Is it a Clinical Validation Denial?

Posted on June 17, 2020
By Karla Hiravi

It is easy to confuse a clinical validation (CV) denial with a DRG denial. To appeal a CV denial, one must first be sure it is, indeed, a clinical validation denial.  

DRG Denials: CMS tells us that a DRG validation is the process of reviewing physician documentation, and determining whether the correct codes and sequencing were applied to the billing of the claim. Certified coders shall ensure they are not looking beyond what is documented by the physician and are not making determinations that are not consistent with the guidance in Coding Clinic.

Medicare Program Integrity Manual Chapter 6.5.3 -DRG Validation Review (Rev. 608,

Issued: 08-14-15, Effective: 01-01-12, Implementation: 09-14-15)  

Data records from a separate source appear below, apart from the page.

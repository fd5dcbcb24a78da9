//! Event fan-out

use cellblock_api::{Event, EventPayload};
use tokio::sync::broadcast;

/// Events a subscriber may fall behind by before it starts missing some
const EVENT_BACKLOG: usize = 256;

/// Publishes engine notifications and host directives to every subscribed
/// connection
#[derive(Clone)]
pub struct EventHub {
    tx: broadcast::Sender<Event>,
}

impl EventHub {
    pub fn new() -> Self {
        let (tx, _) = broadcast::channel(EVENT_BACKLOG);
        Self { tx }
    }

    /// Stamp and publish a payload
    pub fn publish(&self, payload: EventPayload) {
        self.emit(Event::new(payload));
    }

    /// Publish a built event; dropped when nobody is listening
    pub fn emit(&self, event: Event) {
        let _ = self.tx.send(event);
    }

    pub fn subscribe(&self) -> broadcast::Receiver<Event> {
        self.tx.subscribe()
    }

    /// Live connections receiving events
    pub fn listeners(&self) -> usize {
        self.tx.receiver_count()
    }
}

impl Default for EventHub {
    fn default() -> Self {
        Self::new()
    }
}
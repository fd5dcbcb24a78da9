//! Typed event publishing

use cellblock_api::{Event, EventPayload, JailView, PrisonerView};
use cellblock_host_api::EventNotifier;
use cellblock_util::JailName;
use std::sync::Arc;

/// One publish function per engine event
#[derive(Clone)]
pub struct Publisher {
    notifier: Arc<dyn EventNotifier>,
}

impl Publisher {
    pub fn new(notifier: Arc<dyn EventNotifier>) -> Self {
        Self { notifier }
    }

    fn publish(&self, payload: EventPayload) {
        self.notifier.notify(Event::new(payload));
    }

    pub fn player_jailed(&self, prisoner: PrisonerView) {
        self.publish(EventPayload::PlayerJailed { prisoner });
    }

    /// `prisoner` is the snapshot from before release
    pub fn player_released(&self, prisoner: PrisonerView) {
        self.publish(EventPayload::PlayerReleased { prisoner });
    }

    pub fn jail_created(&self, jail: JailView) {
        self.publish(EventPayload::JailCreated { jail });
    }

    pub fn jail_deleted(&self, name: JailName) {
        self.publish(EventPayload::JailDeleted { name });
    }

    pub fn data_saved(&self, prisoner_count: usize, jail_count: usize) {
        self.publish(EventPayload::DataSaved {
            prisoner_count,
            jail_count,
        });
    }

    pub fn config_reloaded(&self, prisoner_count: usize, jail_count: usize) {
        self.publish(EventPayload::ConfigReloaded {
            prisoner_count,
            jail_count,
        });
    }
}
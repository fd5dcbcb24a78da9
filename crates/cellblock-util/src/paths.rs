//! Default paths for cellblock components
//!
//! Paths are user-writable by default (no root required):
//! - Socket: `$XDG_RUNTIME_DIR/cellblock/cellblockd.sock` or `/tmp/cellblock-$USER/cellblockd.sock`
//! - Data: `$XDG_DATA_HOME/cellblock` or `~/.local/share/cellblock`
//! - Config: `$XDG_CONFIG_HOME/cellblock/config.toml` or `~/.config/cellblock/config.toml`

use std::path::PathBuf;

/// Environment variable for overriding the socket path
pub const CELLBLOCK_SOCKET_ENV: &str = "CELLBLOCK_SOCKET";

/// Environment variable for overriding the data directory
pub const CELLBLOCK_DATA_DIR_ENV: &str = "CELLBLOCK_DATA_DIR";

/// Environment variable for overriding the config file
pub const CELLBLOCK_CONFIG_ENV: &str = "CELLBLOCK_CONFIG";

const SOCKET_FILENAME: &str = "cellblockd.sock";
const CONFIG_FILENAME: &str = "config.toml";
const APP_DIR: &str = "cellblock";

/// Get the default socket path.
///
/// Order of precedence:
/// 1. `$CELLBLOCK_SOCKET`
/// 2. `$XDG_RUNTIME_DIR/cellblock/cellblockd.sock`
/// 3. `/tmp/cellblock-$USER/cellblockd.sock`
pub fn default_socket_path() -> PathBuf {
    if let Ok(path) = std::env::var(CELLBLOCK_SOCKET_ENV) {
        return PathBuf::from(path);
    }

    socket_path_without_env()
}

/// Get the socket path without checking `CELLBLOCK_SOCKET`.
pub fn socket_path_without_env() -> PathBuf {
    if let Ok(runtime_dir) = std::env::var("XDG_RUNTIME_DIR") {
        return PathBuf::from(runtime_dir).join(APP_DIR).join(SOCKET_FILENAME);
    }

    let username = std::env::var("USER").unwrap_or_else(|_| "unknown".to_string());
    PathBuf::from(format!("/tmp/{}-{}", APP_DIR, username)).join(SOCKET_FILENAME)
}

/// Get the default data directory.
///
/// Order of precedence:
/// 1. `$CELLBLOCK_DATA_DIR`
/// 2. `$XDG_DATA_HOME/cellblock`
/// 3. `~/.local/share/cellblock`
pub fn default_data_dir() -> PathBuf {
    if let Ok(path) = std::env::var(CELLBLOCK_DATA_DIR_ENV) {
        return PathBuf::from(path);
    }

    data_dir_without_env()
}

/// Get the data directory without checking `CELLBLOCK_DATA_DIR`.
pub fn data_dir_without_env() -> PathBuf {
    if let Ok(data_home) = std::env::var("XDG_DATA_HOME") {
        return PathBuf::from(data_home).join(APP_DIR);
    }

    if let Ok(home) = std::env::var("HOME") {
        return PathBuf::from(home).join(".local").join("share").join(APP_DIR);
    }

    PathBuf::from("/tmp").join(APP_DIR).join("data")
}

/// Get the default configuration file path.
pub fn default_config_path() -> PathBuf {
    if let Ok(path) = std::env::var(CELLBLOCK_CONFIG_ENV) {
        return PathBuf::from(path);
    }

    if let Ok(config_home) = std::env::var("XDG_CONFIG_HOME") {
        return PathBuf::from(config_home).join(APP_DIR).join(CONFIG_FILENAME);
    }

    if let Ok(home) = std::env::var("HOME") {
        return PathBuf::from(home)
            .join(".config")
            .join(APP_DIR)
            .join(CONFIG_FILENAME);
    }

    PathBuf::from("/etc").join(APP_DIR).join(CONFIG_FILENAME)
}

Clinical Validation Denials:  A CV denial questions the clinical validity of a diagnosis or multiple diagnoses. In its most basic form, the auditor is essentially saying, “Doctor, you misdiagnosed your patient. On a clinical basis, diagnosis X did not exist.”

Why is it important to know the difference?

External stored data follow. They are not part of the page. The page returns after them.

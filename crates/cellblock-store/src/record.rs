//! Persisted record shapes
//!
//! Records are stored as JSON documents carrying an integer `version`.
//! Writing always produces the current layout; reading is lenient so that a
//! damaged field costs that field, not the whole prisoner.

use cellblock_api::Location;
use cellblock_util::{JailName, SubjectId};
use serde_json::{json, Map, Value};
use thiserror::Error;
use tracing::{error, warn};

use crate::migrate::{JAIL_VERSION, PRISONER_VERSION};

/// A persisted document
pub type Document = Map<String, Value>;

pub const VERSION_FIELD: &str = "version";

const UUID_FIELD: &str = "uuid";
const NAME_FIELD: &str = "name";
const JAIL_FIELD: &str = "jail";
const JAILED_BY_FIELD: &str = "jailed-by";
const SECONDS_LEFT_FIELD: &str = "seconds-left";
const TOTAL_SENTENCE_FIELD: &str = "total-sentence-time";
const REASON_FIELD: &str = "reason";
const LAST_LOCATION_FIELD: &str = "last-location";
const GROUP_FIELD: &str = "group";
const EXTRA_GROUPS_FIELD: &str = "extra-groups";

const JAILS_FIELD: &str = "jails";
const LOCATION_FIELD: &str = "location";
const RELEASE_LOCATION_FIELD: &str = "release-location";

/// Errors that make a document unusable
#[derive(Debug, Clone, Error, PartialEq, Eq)]
pub enum RecordError {
    #[error("missing or invalid field '{0}'")]
    MissingField(&'static str),
}

/// Schema version of a document; documents without one predate versioning
pub fn document_version(doc: &Document) -> u32 {
    doc.get(VERSION_FIELD)
        .and_then(Value::as_u64)
        .and_then(|v| u32::try_from(v).ok())
        .unwrap_or(1)
}

/// Read a location from any of the shapes older releases wrote.
///
/// Coordinates may be numbers or numeric strings; extra keys are ignored.
pub fn normalize_location(value: &Value) -> Option<Location> {
    let obj = value.as_object()?;
    let world = obj.get("world")?.as_str()?.trim();
    if world.is_empty() {
        return None;
    }

    let num = |key: &str| -> Option<f64> {
        match obj.get(key)? {
            Value::Number(n) => n.as_f64(),
            Value::String(s) => s.trim().parse().ok(),
            _ => None,
        }
    };

    let (x, y, z) = (num("x")?, num("y")?, num("z")?);
    if !(x.is_finite() && y.is_finite() && z.is_finite()) {
        return None;
    }

    Some(
        Location::new(world, x, y, z)
            .with_rotation(num("yaw").unwrap_or(0.0) as f32, num("pitch").unwrap_or(0.0) as f32),
    )
}

/// Canonical document form of a location
pub fn location_value(location: &Location) -> Value {
    json!({
        "world": location.world,
        "x": location.x,
        "y": location.y,
        "z": location.z,
        "yaw": location.yaw,
        "pitch": location.pitch,
    })
}

fn optional_location_value(location: Option<&Location>) -> Value {
    location.map(location_value).unwrap_or(Value::Null)
}

/// Prisoner record at the current schema version
#[derive(Debug, Clone, PartialEq)]
pub struct PrisonerRecord {
    pub uuid: SubjectId,
    pub name: Option<String>,
    pub jail: JailName,
    pub jailed_by: Option<String>,
    /// Zero means the sentence is served
    pub seconds_left: u64,
    pub total_sentence_time: u64,
    pub reason: Option<String>,
    /// None when the prisoner has not been seen since being jailed
    pub last_location: Option<Location>,
    pub group: Option<String>,
    pub extra_groups: Vec<String>,
}

impl PrisonerRecord {
    pub fn to_document(&self) -> Document {
        let mut doc = Document::new();
        doc.insert(VERSION_FIELD.into(), json!(PRISONER_VERSION));
        doc.insert(UUID_FIELD.into(), json!(self.uuid.to_string()));
        doc.insert(NAME_FIELD.into(), json!(self.name));
        doc.insert(JAIL_FIELD.into(), json!(self.jail.as_str()));
        doc.insert(JAILED_BY_FIELD.into(), json!(self.jailed_by));
        doc.insert(SECONDS_LEFT_FIELD.into(), json!(self.seconds_left));
        doc.insert(TOTAL_SENTENCE_FIELD.into(), json!(self.total_sentence_time));
        doc.insert(REASON_FIELD.into(), json!(self.reason));
        doc.insert(
            LAST_LOCATION_FIELD.into(),
            optional_location_value(self.last_location.as_ref()),
        );
        doc.insert(GROUP_FIELD.into(), json!(self.group));
        doc.insert(EXTRA_GROUPS_FIELD.into(), json!(self.extra_groups));
        doc
    }

    /// Parse a current-version document.
    ///
    /// `key` is the storage key, used when the document lacks its own uuid.
    pub fn from_document(key: &str, doc: &Document) -> Result<Self, RecordError> {
        let fields = Fields { key, doc };

        let uuid = fields
            .opt_string(UUID_FIELD)
            .and_then(|s| s.parse().ok())
            .or_else(|| key.parse().ok())
            .ok_or(RecordError::MissingField(UUID_FIELD))?;

        let jail = fields
            .opt_string(JAIL_FIELD)
            .map(JailName::new)
            .filter(|j| !j.is_empty())
            .ok_or(RecordError::MissingField(JAIL_FIELD))?;

        let last_location = if doc.contains_key(LAST_LOCATION_FIELD) {
            fields.location(LAST_LOCATION_FIELD)
        } else {
            error!(
                record = key,
                "Prisoner record has no last location; they will stay where they are on release"
            );
            None
        };

        Ok(Self {
            uuid,
            name: fields.opt_string(NAME_FIELD),
            jail,
            jailed_by: fields.opt_string(JAILED_BY_FIELD),
            seconds_left: fields.seconds(SECONDS_LEFT_FIELD),
            total_sentence_time: fields.seconds(TOTAL_SENTENCE_FIELD),
            reason: fields.opt_string(REASON_FIELD),
            last_location,
            group: fields.opt_string(GROUP_FIELD),
            extra_groups: fields.string_list(EXTRA_GROUPS_FIELD),
        })
    }
}

/// Jail record at the current schema version
#[derive(Debug, Clone, PartialEq)]
pub struct JailRecord {
    pub name: JailName,
    pub location: Location,
    pub release_location: Option<Location>,
}

impl JailRecord {
    fn to_value(&self) -> Value {
        json!({
            NAME_FIELD: self.name.as_str(),
            LOCATION_FIELD: location_value(&self.location),
            RELEASE_LOCATION_FIELD: optional_location_value(self.release_location.as_ref()),
        })
    }

    fn from_value(index: usize, value: &Value) -> Option<Self> {
        let Some(obj) = value.as_object() else {
            warn!(index, "Skipping jail entry that is not a map");
            return None;
        };

        let name = obj
            .get(NAME_FIELD)
            .and_then(Value::as_str)
            .map(JailName::new)
            .filter(|n| !n.is_empty());
        let Some(name) = name else {
            warn!(index, "Skipping jail entry without a name");
            return None;
        };

        let Some(location) = obj.get(LOCATION_FIELD).and_then(normalize_location) else {
            warn!(jail = %name, "Skipping jail with an unreadable location");
            return None;
        };

        let release_location = match obj.get(RELEASE_LOCATION_FIELD) {
            None | Some(Value::Null) => None,
            Some(value) => {
                let parsed = normalize_location(value);
                if parsed.is_none() {
                    warn!(jail = %name, "Ignoring unreadable release location");
                }
                parsed
            }
        };

        Some(Self {
            name,
            location,
            release_location,
        })
    }
}

/// Build the single document holding every jail
pub fn jails_to_document(jails: &[JailRecord]) -> Document {
    let mut doc = Document::new();
    doc.insert(VERSION_FIELD.into(), json!(JAIL_VERSION));
    doc.insert(
        JAILS_FIELD.into(),
        Value::Array(jails.iter().map(JailRecord::to_value).collect()),
    );
    doc
}

/// Parse the jail list document, skipping unusable entries
pub fn jails_from_document(doc: &Document) -> Vec<JailRecord> {
    match doc.get(JAILS_FIELD) {
        Some(Value::Array(entries)) => entries
            .iter()
            .enumerate()
            .filter_map(|(i, v)| JailRecord::from_value(i, v))
            .collect(),
        None | Some(Value::Null) => Vec::new(),
        Some(_) => {
            error!("Jail document has a malformed jail list; no jails loaded");
            Vec::new()
        }
    }
}

/// Lenient field access that logs what it has to default
struct Fields<'a> {
    key: &'a str,
    doc: &'a Document,
}

impl Fields<'_> {
    fn opt_string(&self, field: &'static str) -> Option<String> {
        match self.doc.get(field) {
            None | Some(Value::Null) => None,
            Some(Value::String(s)) => Some(s.clone()),
            Some(other) => {
                warn!(record = self.key, field, value = %other, "Expected text, ignoring field");
                None
            }
        }
    }

    fn seconds(&self, field: &'static str) -> u64 {
        match self.doc.get(field) {
            None | Some(Value::Null) => 0,
            Some(Value::Number(n)) => n
                .as_u64()
                .or_else(|| n.as_f64().filter(|f| f.is_finite()).map(|f| f.max(0.0) as u64))
                .unwrap_or(0),
            Some(Value::String(s)) => s.trim().parse().unwrap_or_else(|_| {
                warn!(record = self.key, field, value = %s, "Expected seconds, using 0");
                0
            }),
            Some(other) => {
                warn!(record = self.key, field, value = %other, "Expected seconds, using 0");
                0
            }
        }
    }

    fn string_list(&self, field: &'static str) -> Vec<String> {
        match self.doc.get(field) {
            None | Some(Value::Null) => Vec::new(),
            Some(Value::Array(items)) => items
                .iter()
                .filter_map(|v| v.as_str().map(str::to_string))
                .collect(),
            Some(other) => {
                warn!(record = self.key, field, value = %other, "Expected a list, ignoring field");
                Vec::new()
            }
        }
    }

    fn location(&self, field: &'static str) -> Option<Location> {
        match self.doc.get(field) {
            None | Some(Value::Null) => None,
            Some(value) => {
                let parsed = normalize_location(value);
                if parsed.is_none() {
                    warn!(
                        record = self.key,
                        field, "Unreadable location, treating it as unknown"
                    );
                }
                parsed
            }
        }
    }
}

DRG denials are coding denials and are generally best appealed using coding guidelines, Coding Clinics, and coding conventions. An appeal using clinical rationale for a coding denial will likely be unsuccessful.

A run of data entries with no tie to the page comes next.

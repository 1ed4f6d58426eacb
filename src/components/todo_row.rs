//! Todo Row Component
//!
//! A single todo in the list.

use leptos::prelude::*;

use crate::models::Todo;
use crate::store::use_todo_store;

/// A single todo row with toggle and delete
#[component]
pub fn TodoRow(todo: Todo) -> impl IntoView {
    let store = use_todo_store();

    let id = todo.id;
    let completed = todo.completed;

    view! {
        <li class=if completed { "todo-row completed" } else { "todo-row" }>
            <input
                type="checkbox"
                checked=completed
                on:change=move |_| store.toggle_todo(id)
            />
            <span class="todo-title">{todo.title}</span>
            <button class="delete-btn" on:click=move |_| store.delete_todo(id)>"×"</button>
        </li>
    }
}
//! Todo App
//!
//! Builds the store and controller and provides them to the view tree.

use std::rc::Rc;

use leptos::prelude::*;

use crate::components::{FilterBar, NewTodoForm, SearchBox, TodoFooter, TodoList};
use crate::config::StoreConfig;
use crate::controller::TodoController;
use crate::scheduler::{Scheduler, TimeoutScheduler};
use crate::storage::KeyValueStorage;
use crate::store::TodoStore;

#[component]
pub fn App(config: StoreConfig, storage: Rc<dyn KeyValueStorage>) -> impl IntoView {
    let scheduler: Rc<dyn Scheduler> = Rc::new(TimeoutScheduler);
    let store = TodoStore::new(config, scheduler, Some(storage));
    let controller = TodoController::new(store);

    // Provide context to all children
    provide_context(store);
    provide_context(controller);

    log::info!("[APP] Mounted with {} todos", store.todos().len());

    view! {
        <main class="todo-app">
            <h1>"Todos"</h1>
            <NewTodoForm />
            <SearchBox />
            <FilterBar />
            <TodoList />
            <TodoFooter />
        </main>
    }
}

CV denials are clinical denials and generally best appealed using clinical criteria from evidence-based medical sources. Coding guidance will likely not be effective in the argument for the clinical validity of a diagnosis. 

 Examples of DRG (coding) denial rationale:

  • “ATN is denied because a query was warranted in the situation, but not found.”
    • Coding rules and regulations dictate when a query should be posed.
  • “AKI is denied because it does not meet the criteria for a reportable diagnosis.”
    • Whether or not a diagnosis is reportable is not something a provider considers when making the diagnosis. A coder decides when a diagnosis is reportable based on coding rules and regulations, making this is a coding denial.
  • “Acute blood loss anemia was sequenced as the principal diagnosis; dehydration should be the principal diagnosis.”
    • Coding rules and regulations govern sequencing.

Examples of CV denial rationale:

  • “Sepsis is removed because SOFA criteria were not met.”
    • SOFA criteria are medical criteria used by providers to diagnose.
  • “Acute blood loss anemia is not validated because the EBL was only 100cc.”
    • EBL is only one clinical factor to consider when making the diagnosis of acute blood loss anemia. Coding rules and regulations do not govern the clinical factors used to make a diagnosis.
  • Encephalopathy is denied because the patient was described as being alert and neurologically intact.
    • The above is clinical rationale that a provider considers when making the diagnosis. Coding rules and regulations do not govern clinical rationale.